Wind. Wind. Wind.
July 24, 2010

This day was shaping up to be a great day for sailing around the Point. Currents on the rivers were low. There was a mere 10,000 cubic feet per second flowing on the Ohio. That is a current that I'd come to know well as causing little if any trouble. By late morning, the forecast (click) was calling for West South West winds through the afternoon that would rise from 11 to 13 mph. That was plenty of wind. Indeed I hoped that would all the wind I'd see. Any more would just make trouble. That thought proved prescient.

When I wheeled my bike out onto Liberty Avenue downtown and met a blast of hot humid air, I had no doubt that the temperatures forecast in the high 80s had come. Crossing the Allegheny River at the Sixth Street Bridge, I could see the WSW winds blowing straight up the Allegheny River. That direction was confirmed by the flags on PNC Park, visible from the bridge. That was encouraging. Sometimes the buildings on either side can block the wind on this stretch of the Allegheny.

Flags at PNC Park

I paused at a few spots along the river to gauge the wind as I cycled farther. Winds were gusting roughly from 6 to12 mph and blowing from the South West. That fitted the forecast, but was more wind than I expected to measure. At the river itself, you expect to measure winds at a little less than the forecast speeds.

By the time I arrived at the Newport marina and rigged my little boat, a new plan was forming. The winds were blowing steadily and strongly from the West, roughly, along the Ohio River. I had, until now, always sailed upstream, so that whatever happens, the current will always carry me home. With winds as steady as these blowing upstream, perhaps this was the day to try sailing downstream to visit Brunot Island. I'd need to tack into the wind to get there. But my ticket home was an easy sail running ahead of these winds.

It was an attractive plan. Downstream has an interesting collection of islands, Brunot being the first. In my runs along the river trails, I'd wondered how I'd fare trying to negotiate them.

Alas, it was not to be. I'd forgotten that these winds had a Southerly component, so they were somehow making their way around the high hills on the Sourthern shore. That made them unreliable. (Read more) I pulled out into the river and started to tack into the winds. At that instant, the winds died, as if responding to a hidden cue. The GPS plot shows the story:

starting out

I set out from the Northern shore, intending to sail up towards Brunot Island, whose tip is just visible, I got halfway across the river when the wind died. I meandered about in a spot nearer the Southern shore, with too little wind to carry me anywhere. A large riverboat from the Gateway Clipper fleet had just sailed past this very spot and would be back shortly. I needed reliable wind to keep out of its way. This was not the day, I realized, to sail downstream. I'd need to wait for North Westerly winds that would blow more reliably down the river. I set my course for the Point.

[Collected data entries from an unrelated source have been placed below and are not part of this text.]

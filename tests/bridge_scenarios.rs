//! End-to-end call scenarios against a scripted voice-live session.
//!
//! Each test brings up a full [`MediaBridge`], injects server events
//! the way the service would emit them, and drives the opaque media
//! handles the way the RTP stack would: paced 160-byte reads on the
//! downlink, 20 ms µ-law frames on the uplink.

use std::sync::Arc;
use std::time::{Duration, Instant};

use async_trait::async_trait;
use parking_lot::Mutex;
use tokio::sync::mpsc;
use tokio::sync::Mutex as AsyncMutex;

use voicelive_gateway::session::events::{ClientEvent, ServerEvent};
use voicelive_gateway::{BridgeTunables, GatewayConfig, MediaBridge, VoiceSession};

/// µ-law silence, what the bridge plays while it has nothing to say.
const SILENCE: u8 = 0xFF;

/// What a constant PCM16 sample of 8000 encodes to; distinguishable
/// from silence on the wire.
const TONE_ULAW: u8 = 0xA0;
const TONE_SAMPLE: i16 = 8000;

// ── Scripted session ──────────────────────────────────────────────

struct ScriptedSession {
    events: AsyncMutex<mpsc::UnboundedReceiver<ServerEvent>>,
    event_tx: mpsc::UnboundedSender<ServerEvent>,
    sent_audio: Mutex<Vec<Vec<u8>>>,
}

impl ScriptedSession {
    fn new() -> Arc<Self> {
        let (event_tx, events) = mpsc::unbounded_channel();
        Arc::new(Self {
            events: AsyncMutex::new(events),
            event_tx,
            sent_audio: Mutex::new(Vec::new()),
        })
    }

    fn emit(&self, event: ServerEvent) {
        self.event_tx.send(event).expect("event stream closed");
    }

    /// PCM16 24kHz bytes of a constant tone, sized to transcode into
    /// exactly `packets` downlink payloads.
    fn tone_delta(packets: usize) -> Vec<u8> {
        let samples = packets * 160 * 3;
        let mut pcm = Vec::with_capacity(samples * 2);
        for _ in 0..samples {
            pcm.extend_from_slice(&TONE_SAMPLE.to_le_bytes());
        }
        pcm
    }

    fn sent_chunks(&self) -> Vec<Vec<u8>> {
        self.sent_audio.lock().clone()
    }
}

#[async_trait]
impl VoiceSession for ScriptedSession {
    async fn send_input_audio(&self, pcm: Vec<u8>) -> anyhow::Result<()> {
        self.sent_audio.lock().push(pcm);
        Ok(())
    }

    async fn send_event(&self, event: ClientEvent) -> anyhow::Result<()> {
        // Acknowledge the configuration like the live service does.
        if let ClientEvent::SessionUpdate { .. } = event {
            let _ = self.event_tx.send(ServerEvent::SessionUpdated {});
        }
        Ok(())
    }

    async fn next_event(&self) -> Option<ServerEvent> {
        self.events.lock().await.recv().await
    }
}

fn config() -> GatewayConfig {
    GatewayConfig {
        endpoint: "wss://test.example.com".into(),
        api_key: "key".into(),
        model: "gpt-realtime".into(),
        voice: "en-US-Ava".into(),
        instructions: "be brief".into(),
        transcription_model: "AZURE_SPEECH".into(),
        transcription_language: "en-US".into(),
        api_version: "2025-10-01".into(),
        max_response_output_tokens: 200,
        proactive_greeting_enabled: false,
        tunables: BridgeTunables::default(),
    }
}

async fn bridge_up(session: &Arc<ScriptedSession>) -> MediaBridge {
    MediaBridge::start(session.clone(), &config())
        .await
        .expect("bridge failed to start")
}

/// Read until the downlink yields a full data (non-silence) packet, or
/// panic after the deadline. Returns the packet.
fn read_until_data(
    source: &voicelive_gateway::DownlinkSource,
    deadline: Duration,
) -> [u8; 160] {
    let start = Instant::now();
    let mut buf = [0u8; 160];
    loop {
        let n = source.read(&mut buf).expect("stream closed unexpectedly");
        if n == 160 && buf.iter().any(|&b| b != SILENCE) {
            return buf;
        }
        assert!(
            start.elapsed() < deadline,
            "no downlink data within {deadline:?}"
        );
        std::thread::sleep(Duration::from_millis(2));
    }
}

// ── Scenario 1: silence-only call ─────────────────────────────────

#[tokio::test(flavor = "multi_thread")]
async fn silence_only_call_keeps_rtp_cadence() {
    let session = ScriptedSession::new();
    let bridge = bridge_up(&session).await;
    let source = bridge.downlink_source();

    let reads = tokio::task::spawn_blocking(move || {
        let mut buf = [0u8; 160];
        let mut total = Vec::new();
        for _ in 0..50 {
            let n = source.read(&mut buf).expect("closed");
            total.extend_from_slice(&buf[..n]);
        }
        total
    })
    .await
    .unwrap();

    assert_eq!(reads.len(), 50 * 160);
    assert!(reads.iter().all(|&b| b == SILENCE));
    bridge.close().await;
}

// ── Scenario 2: small greeting below the prebuffer threshold ──────

#[tokio::test(flavor = "multi_thread")]
async fn short_greeting_plays_out_completely() {
    let session = ScriptedSession::new();
    let bridge = bridge_up(&session).await;
    let source = bridge.downlink_source();

    // One 7200-byte delta (150 ms of PCM16 @ 24kHz) and then done:
    // 1200 bytes of µ-law = 7 full packets + 80 bytes left in the
    // partial buffer. Far below the 25-packet prebuffer threshold, so
    // only the response-complete fast path lets it play.
    session.emit(ServerEvent::ResponseCreated {});
    session.emit(ServerEvent::ResponseAudioDelta {
        delta: {
            let mut pcm = Vec::new();
            for _ in 0..3600 {
                pcm.extend_from_slice(&TONE_SAMPLE.to_le_bytes());
            }
            pcm
        },
    });
    session.emit(ServerEvent::ResponseAudioDone {});

    let drained = tokio::task::spawn_blocking(move || {
        let first = read_until_data(&source, Duration::from_secs(1));
        let mut data = first.to_vec();
        let mut buf = [0u8; 160];
        // Drain until the queue reports empty (a 0-length read).
        loop {
            let n = source.read(&mut buf).expect("closed");
            if n == 0 {
                break;
            }
            if buf[..n].iter().any(|&b| b != SILENCE) {
                data.extend_from_slice(&buf[..n]);
            }
        }
        // After the drain the pipeline is prebuffering again: silence.
        let n = source.read(&mut buf).expect("closed");
        assert_eq!(n, 160);
        assert!(buf.iter().all(|&b| b == SILENCE));
        data
    })
    .await
    .unwrap();

    // All 7 packets played; the 80-byte remainder stayed behind.
    assert_eq!(drained.len(), 7 * 160);
    assert!(drained.iter().all(|&b| b == TONE_ULAW));
    bridge.close().await;
}

// ── Scenario 3: burst then long gap, response complete ────────────

#[tokio::test(flavor = "multi_thread")]
async fn burst_with_response_done_drains_without_pausing() {
    let session = ScriptedSession::new();
    let bridge = bridge_up(&session).await;
    let source = bridge.downlink_source();

    // 200 packets arrive essentially instantaneously, then the service
    // goes quiet for good.
    session.emit(ServerEvent::ResponseCreated {});
    for _ in 0..20 {
        session.emit(ServerEvent::ResponseAudioDelta {
            delta: ScriptedSession::tone_delta(10),
        });
    }
    session.emit(ServerEvent::ResponseAudioDone {});

    let (packets, tail) = tokio::task::spawn_blocking(move || {
        let first = read_until_data(&source, Duration::from_secs(1));
        let mut packets = 1usize;
        assert!(first.iter().all(|&b| b == TONE_ULAW));

        let mut buf = [0u8; 160];
        loop {
            let n = source.read(&mut buf).expect("closed");
            if n == 0 {
                break;
            }
            // With the response complete the reader must never pause
            // into silence, however low the queue gets.
            assert!(buf[..n].iter().all(|&b| b == TONE_ULAW));
            packets += n / 160;
        }
        let n = source.read(&mut buf).expect("closed");
        (packets, (n, buf))
    })
    .await
    .unwrap();

    assert_eq!(packets, 200);
    // Queue drained and reset: back to prebuffering silence.
    assert_eq!(tail.0, 160);
    assert!(tail.1.iter().all(|&b| b == SILENCE));
    bridge.close().await;
}

// ── Scenario 4: mid-burst gap without response.done ───────────────

#[tokio::test(flavor = "multi_thread")]
async fn mid_response_gap_pauses_then_resumes_at_high_water() {
    let session = ScriptedSession::new();
    let bridge = bridge_up(&session).await;
    let source = bridge.downlink_source();

    // 50 packets, response still open: below the low watermark, so the
    // reader pauses instead of draining into an underrun.
    session.emit(ServerEvent::ResponseCreated {});
    session.emit(ServerEvent::ResponseAudioDelta {
        delta: ScriptedSession::tone_delta(50),
    });

    let source_paused = source.clone();
    tokio::task::spawn_blocking(move || {
        // Wait for the prebuffer to fill, then observe the pause.
        let start = Instant::now();
        let mut buf = [0u8; 160];
        loop {
            let n = source_paused.read(&mut buf).expect("closed");
            assert_eq!(n, 160);
            assert!(
                buf.iter().all(|&b| b == SILENCE),
                "reader must not drain a short open response below low water"
            );
            if start.elapsed() > Duration::from_millis(100) {
                break;
            }
            std::thread::sleep(Duration::from_millis(2));
        }
    })
    .await
    .unwrap();

    // The second burst lifts the queue to the high watermark: resume.
    session.emit(ServerEvent::ResponseAudioDelta {
        delta: ScriptedSession::tone_delta(100),
    });

    let packet = tokio::task::spawn_blocking(move || {
        read_until_data(&source, Duration::from_secs(1))
    })
    .await
    .unwrap();
    assert!(packet.iter().all(|&b| b == TONE_ULAW));
    bridge.close().await;
}

// ── Scenario 5: barge-in clears pending playback ──────────────────

#[tokio::test(flavor = "multi_thread")]
async fn barge_in_flushes_and_reprebuffers() {
    let session = ScriptedSession::new();
    let bridge = bridge_up(&session).await;
    let source = bridge.downlink_source();

    // An active response with 80 packets pending.
    session.emit(ServerEvent::ResponseCreated {});
    session.emit(ServerEvent::ResponseAudioDelta {
        delta: ScriptedSession::tone_delta(80),
    });

    // The caller starts talking; the service cancels the response.
    session.emit(ServerEvent::SpeechStarted {});
    session.emit(ServerEvent::ResponseCancelled {});

    // Give the dispatch task a moment to process the script, then make
    // sure nothing but silence comes out.
    tokio::time::sleep(Duration::from_millis(50)).await;
    let source_silent = source.clone();
    tokio::task::spawn_blocking(move || {
        let mut buf = [0u8; 160];
        for _ in 0..10 {
            let n = source_silent.read(&mut buf).expect("closed");
            assert_eq!(n, 160);
            assert!(buf.iter().all(|&b| b == SILENCE), "pre-clear audio leaked");
        }
    })
    .await
    .unwrap();

    // A fresh response prebuffers from scratch and then plays.
    session.emit(ServerEvent::ResponseCreated {});
    session.emit(ServerEvent::ResponseAudioDelta {
        delta: ScriptedSession::tone_delta(25),
    });

    let packet = tokio::task::spawn_blocking(move || {
        read_until_data(&source, Duration::from_secs(1))
    })
    .await
    .unwrap();
    assert!(packet.iter().all(|&b| b == TONE_ULAW));
    bridge.close().await;
}

// ── Scenario 6: uplink chunking ───────────────────────────────────

#[tokio::test(flavor = "multi_thread")]
async fn uplink_frames_coalesce_into_exact_chunks() {
    let session = ScriptedSession::new();
    let bridge = bridge_up(&session).await;
    let sink = bridge.uplink_sink();

    // 30 paced RTP frames of 20 ms µ-law.
    for _ in 0..30 {
        sink.write(&[SILENCE; 160]);
        tokio::time::sleep(Duration::from_millis(2)).await;
    }

    // 30 frames × 960 bytes of PCM24 = 6 chunks of exactly 100 ms.
    tokio::time::timeout(Duration::from_secs(1), async {
        loop {
            if session.sent_chunks().len() >= 6 {
                break;
            }
            tokio::time::sleep(Duration::from_millis(5)).await;
        }
    })
    .await
    .expect("uplink chunks never arrived");

    let chunks = session.sent_chunks();
    assert_eq!(chunks.len(), 6);
    for chunk in &chunks {
        assert_eq!(chunk.len(), 4_800);
        assert_eq!(chunk.len() % 2, 0);
    }
    bridge.close().await;
}

// ── Transcript and session state across a call ────────────────────

#[tokio::test(flavor = "multi_thread")]
async fn transcript_accumulates_and_state_advances() {
    let session = ScriptedSession::new();
    let bridge = bridge_up(&session).await;

    session.emit(ServerEvent::ResponseCreated {});
    session.emit(ServerEvent::ResponseTextDelta {
        delta: "Hello! ".into(),
    });
    session.emit(ServerEvent::ResponseTextDelta {
        delta: "How can I help?".into(),
    });
    session.emit(ServerEvent::ResponseAudioDone {});

    tokio::time::timeout(Duration::from_secs(1), async {
        loop {
            if bridge.response_text() == "Hello! How can I help?" {
                break;
            }
            tokio::time::sleep(Duration::from_millis(5)).await;
        }
    })
    .await
    .expect("transcript never accumulated");

    assert_eq!(
        bridge.session_state(),
        voicelive_gateway::SessionState::Responding
    );
    bridge.close().await;
}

It was not an easy sail to reach the West End Bridge. This short stretch of river has the most erratic winds. In the time it took me to sail to that bridge, I experienced periods of dead calm and winds from every direction. At one point, a strong gust blew from the North East, exactly the opposite direction of the overall winds. I managed to set my sail to catch it and shot along the river for quite some way with it.

Once I passed the West End Bridge, I was in clearer water. The South Westerly winds took over. I let the sail out and they drove me directly up the Allegheny. With winds this sure, it was my opportunity to sail farther up the Allegheny again. The winds were quite strong, so it was a fast sail. Here's the GPS track of my sail from 1:15pm to 2:10pm:

click for larger

I covered a lot of river in a short time. Allowing for the delay in getting started, it took perhaps 30-35 minutes to reach the farthest point, the 16th Street Bridge. I dared go no farther since I knew I'd have to tack home laboriously and that would take much longer than my easy run. I was also looking for an easy place to stop and beach.

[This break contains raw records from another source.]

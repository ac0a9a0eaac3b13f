//! Wire event schema for the voice-live session.
//!
//! Defines the JSON message types exchanged with the voice-live service
//! during a call. The transport (WebSocket connection, authentication,
//! frame handling) lives outside this crate; implementations of
//! [`crate::session::VoiceSession`] parse inbound text frames into
//! [`ServerEvent`] and serialize [`ClientEvent`] for outbound frames.
//!
//! ## Protocol
//!
//! ```text
//! gateway ── session.update ──────────▸ voice-live
//!         ── response.create ─────────▸   (proactive greeting)
//!         ── raw PCM16 24kHz audio ───▸   (via send_input_audio)
//!         ◂── session.created / session.updated
//!         ◂── response.created / response.audio.delta / response.audio.done
//!         ◂── response.text.delta / response.audio_timestamp.delta
//!         ◂── input_audio_buffer.speech_started / speech_stopped
//!         ◂── conversation.item.input_audio_transcription.completed
//!         ◂── response.cancelled / error
//! ```
//!
//! All messages are JSON with a `type` tag. Audio deltas carry base64
//! payloads on the wire; deserialization yields raw PCM16 bytes.

use serde::{Deserialize, Serialize};

// ── Server → gateway events ───────────────────────────────────────

/// Typed events received from the voice-live session.
#[derive(Debug, Clone, Deserialize)]
#[serde(tag = "type")]
pub enum ServerEvent {
    /// The service created the session.
    #[serde(rename = "session.created")]
    SessionCreated {
        #[serde(default)]
        session: SessionMeta,
    },

    /// The service accepted our `session.update` configuration.
    #[serde(rename = "session.updated")]
    SessionUpdated {},

    /// A new response turn has started.
    #[serde(rename = "response.created")]
    ResponseCreated {},

    /// A chunk of response audio (PCM16 24kHz, base64 on the wire).
    #[serde(rename = "response.audio.delta")]
    ResponseAudioDelta {
        #[serde(with = "b64")]
        delta: Vec<u8>,
    },

    /// The service finished sending audio for the current response.
    #[serde(rename = "response.audio.done")]
    ResponseAudioDone {},

    /// A chunk of the response transcript.
    #[serde(rename = "response.text.delta")]
    ResponseTextDelta { delta: String },

    /// Word-level timing for the response audio (diagnostic).
    #[serde(rename = "response.audio_timestamp.delta")]
    ResponseAudioTimestampDelta {
        #[serde(default)]
        audio_offset_ms: u64,
        #[serde(default)]
        text: Option<String>,
    },

    /// Server-side VAD detected the caller starting to speak.
    #[serde(rename = "input_audio_buffer.speech_started")]
    SpeechStarted {},

    /// Server-side VAD detected the caller going silent.
    #[serde(rename = "input_audio_buffer.speech_stopped")]
    SpeechStopped {},

    /// Transcription of the caller's completed utterance.
    #[serde(rename = "conversation.item.input_audio_transcription.completed")]
    TranscriptionCompleted { transcript: String },

    /// The service cancelled the in-flight response (caller barge-in).
    #[serde(rename = "response.cancelled")]
    ResponseCancelled {},

    /// Error reported by the service.
    #[serde(rename = "error")]
    Error {
        #[serde(default)]
        error: ErrorDetail,
    },

    /// Any event type this gateway does not act on.
    #[serde(other)]
    Unknown,
}

/// Session identification payload of `session.created`.
#[derive(Debug, Clone, Default, Deserialize)]
pub struct SessionMeta {
    #[serde(default)]
    pub id: String,
}

/// Error payload of an `error` event.
#[derive(Debug, Clone, Default, Deserialize)]
pub struct ErrorDetail {
    #[serde(default)]
    pub code: Option<String>,
    #[serde(default)]
    pub message: String,
}

// ── Gateway → server events ───────────────────────────────────────

/// Control events sent to the voice-live session.
#[derive(Debug, Clone, Serialize)]
#[serde(tag = "type")]
pub enum ClientEvent {
    /// Configure the session; sent once immediately after start.
    #[serde(rename = "session.update")]
    SessionUpdate { session: SessionOptions },

    /// Ask the service to produce a response with no user input
    /// (proactive greeting).
    #[serde(rename = "response.create")]
    ResponseCreate {},
}

// ── Session configuration ─────────────────────────────────────────

/// The `session.update` configuration block.
#[derive(Debug, Clone, Serialize)]
pub struct SessionOptions {
    pub instructions: String,
    pub modalities: Vec<String>,
    pub voice: VoiceSelection,
    pub input_audio_format: String,
    pub output_audio_format: String,
    pub input_audio_sampling_rate: u32,
    pub turn_detection: TurnDetection,
    pub input_audio_noise_reduction: NoiseReduction,
    pub input_audio_echo_cancellation: EchoCancellation,
    pub input_audio_transcription: TranscriptionOptions,
}

/// Voice selection (opaque provider voice name).
#[derive(Debug, Clone, Serialize)]
pub struct VoiceSelection {
    pub name: String,
    #[serde(rename = "type")]
    pub kind: String,
}

impl VoiceSelection {
    pub fn standard(name: impl Into<String>) -> Self {
        Self {
            name: name.into(),
            kind: "azure-standard".to_string(),
        }
    }
}

/// Semantic voice-activity turn detection configuration.
#[derive(Debug, Clone, Serialize)]
pub struct TurnDetection {
    #[serde(rename = "type")]
    pub kind: String,
    pub threshold: f32,
    pub prefix_padding_ms: u32,
    pub silence_duration_ms: u32,
    pub interrupt_response: bool,
    pub auto_truncate: bool,
    pub create_response: bool,
}

/// Input noise suppression configuration.
#[derive(Debug, Clone, Serialize)]
pub struct NoiseReduction {
    #[serde(rename = "type")]
    pub kind: String,
}

impl NoiseReduction {
    pub fn deep() -> Self {
        Self {
            kind: "azure_deep_noise_suppression".to_string(),
        }
    }
}

/// Server-side echo cancellation (enabled by presence).
#[derive(Debug, Clone, Default, Serialize)]
pub struct EchoCancellation {}

/// Input transcription configuration.
#[derive(Debug, Clone, Serialize)]
pub struct TranscriptionOptions {
    pub model: TranscriptionModel,
    /// Language tag, only meaningful for the reference-ASR model
    /// (whisper auto-detects).
    #[serde(skip_serializing_if = "Option::is_none")]
    pub language: Option<String>,
}

/// Selectable transcription backend.
#[derive(Debug, Clone, Copy, PartialEq, Eq, Serialize)]
pub enum TranscriptionModel {
    #[serde(rename = "azure-speech")]
    AzureSpeech,
    #[serde(rename = "whisper-1")]
    Whisper1,
}

impl TranscriptionModel {
    /// Parse the configuration string (case-insensitive); anything that
    /// is not the whisper selector falls back to the reference ASR.
    pub fn from_config_str(value: &str) -> Self {
        if value.eq_ignore_ascii_case("whisper_1") || value.eq_ignore_ascii_case("whisper-1") {
            Self::Whisper1
        } else {
            Self::AzureSpeech
        }
    }
}

// ── Base64 audio payloads ─────────────────────────────────────────

mod b64 {
    use base64::engine::general_purpose::STANDARD;
    use base64::Engine;
    use serde::{Deserialize, Deserializer};

    pub fn deserialize<'de, D>(deserializer: D) -> Result<Vec<u8>, D::Error>
    where
        D: Deserializer<'de>,
    {
        let encoded = String::deserialize(deserializer)?;
        STANDARD
            .decode(encoded.as_bytes())
            .map_err(serde::de::Error::custom)
    }
}

// ── Tests ──────────────────────────────────────────────────────────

There proved to be a little rocky beach just upstream of the 16th Street Bridge. I steered into it, jumped out into the river shallows at the edge and hauled my boat over the rocks onto the shore.

At 16th Street bridge

At 16th Street Bridge

Here is the rocky shore:


...and the bridge span overhead


It was hot and I'd worked pretty hard. My water bottle had been calling me for a while, but I had no hands for it. Now finally I could open it. There was also time to dig my lunch out of the hatch. It was modest, a granola bar and a little bag of pistachio nuts, but somehow very satisfying for having been well-earned.

water bottle

I was weary. Although I didn't know it, the weather (view actual conditions here) was proving hotter than forecast and the temperatures had risen past 90 degrees.

It was time to put back into the water. So I set the rigging and started to push the boat out. Instead of sliding elegantly into the water, it sprang back. I pushed again; it sprang back again. It was as is some river nymph was warning me magically not to enter the river.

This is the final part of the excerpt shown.